Human dihydrolipoamide dehydrogenase (hLADH, hE3) deficiency (OMIM# 246900) is an
often prematurely lethal genetic disease usually caused by inactive or partially inactive
hE3 variants. Here we report the crystal structure of wild-type hE3 at an unprecedented
high resolution of 1.75 Å and the structures of six disease-causing hE3 variants at
resolutions ranging from 1.44 to 2.34 Å. P453L proved to be the most deleterious substitution
in structure as aberrations extensively compromised the active site. The most prevalent
G194C-hE3 variant primarily exhibited structural alterations close to the substitution
site, whereas the nearby cofactor-binding residues were left unperturbed. The G426E
substitution mainly interfered with the local charge distribution introducing dynamics
to the substitution site in the dimer interface; G194C and G426E both led to minor
structural changes.

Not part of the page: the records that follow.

//! Domain error types

use thiserror::Error;

/// Structurally invalid generator input.
///
/// Always surfaced to the caller; it points at an integration bug upstream.
#[derive(Debug, Error, Clone, PartialEq, Eq)]
pub enum ConfigurationError {
    /// An index in one of the configuration fields does not address an exchange.
    #[error("{field} references index {index}, but only {len} exchanges exist")]
    IndexOutOfRange {
        /// The configuration field holding the bad reference.
        field: &'static str,
        /// The offending index.
        index: usize,
        /// Number of exchanges available.
        len: usize,
    },

    /// The same index was selected more than once.
    #[error("selected_indices contains index {0} more than once")]
    DuplicateSelection(usize),
}

/// The requested emission order cannot be honoured.
#[derive(Debug, Error, Clone, PartialEq, Eq)]
pub enum OrderingError {
    /// A selected index is absent from the topological order.
    #[error("topological order is missing selected index {0}")]
    MissingIndex(usize),

    /// A selected index appears more than once in the topological order.
    #[error("topological order lists selected index {0} more than once")]
    DuplicateIndex(usize),

    /// The topological order references an index outside the exchange range.
    #[error("topological order references index {index}, but only {len} exchanges exist")]
    IndexOutOfRange {
        /// The offending index.
        index: usize,
        /// Number of exchanges available.
        len: usize,
    },

    /// The dependency graph contains a cycle.
    #[error("dependency cycle between exchanges {0:?}")]
    Cycle(Vec<usize>),
}

/// Errors raised by a script generation call.
#[derive(Debug, Error, Clone, PartialEq, Eq)]
pub enum GenerateError {
    /// Bad index references in the configuration.
    #[error("configuration error: {0}")]
    Configuration(#[from] ConfigurationError),

    /// Incomplete or cyclic ordering.
    #[error("ordering error: {0}")]
    Ordering(#[from] OrderingError),
}

/// Result type alias for generation.
pub type GenerateResult<T> = Result<T, GenerateError>;

#[cfg(test)]
mod tests {
    use super::*;

    #[test]
    fn configuration_error_names_index() {
        let err = ConfigurationError::IndexOutOfRange {
            field: "assertions",
            index: 7,
            len: 3,
        };
        let message = err.to_string();
        assert!(message.contains("assertions"));
        assert!(message.contains('7'));
    }

    #[test]
    fn generate_error_wraps_ordering() {
        let err: GenerateError = OrderingError::MissingIndex(1).into();
        assert!(matches!(err, GenerateError::Ordering(OrderingError::MissingIndex(1))));
        assert!(err.to_string().contains("missing selected index 1"));
    }
}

The R460G, R447G, and I445M substitutions all perturbed a solvent
accessible channel, the so-called H+/H2O channel, leading to the active site. Molecular
pathomechanisms of enhanced reactive oxygen species (ROS) generation and impaired
binding to multienzyme complexes were also addressed according to the structural data
for the relevant mutations. In summary, we present here for the first time a comprehensive
study that links three-dimensional structures of disease-causing hE3 variants to residual
hLADH activities, altered capacities for ROS generation, compromised affinities for
multienzyme complexes, and eventually clinical symptoms. Our results may serve as
useful starting points for future therapeutic intervention approaches.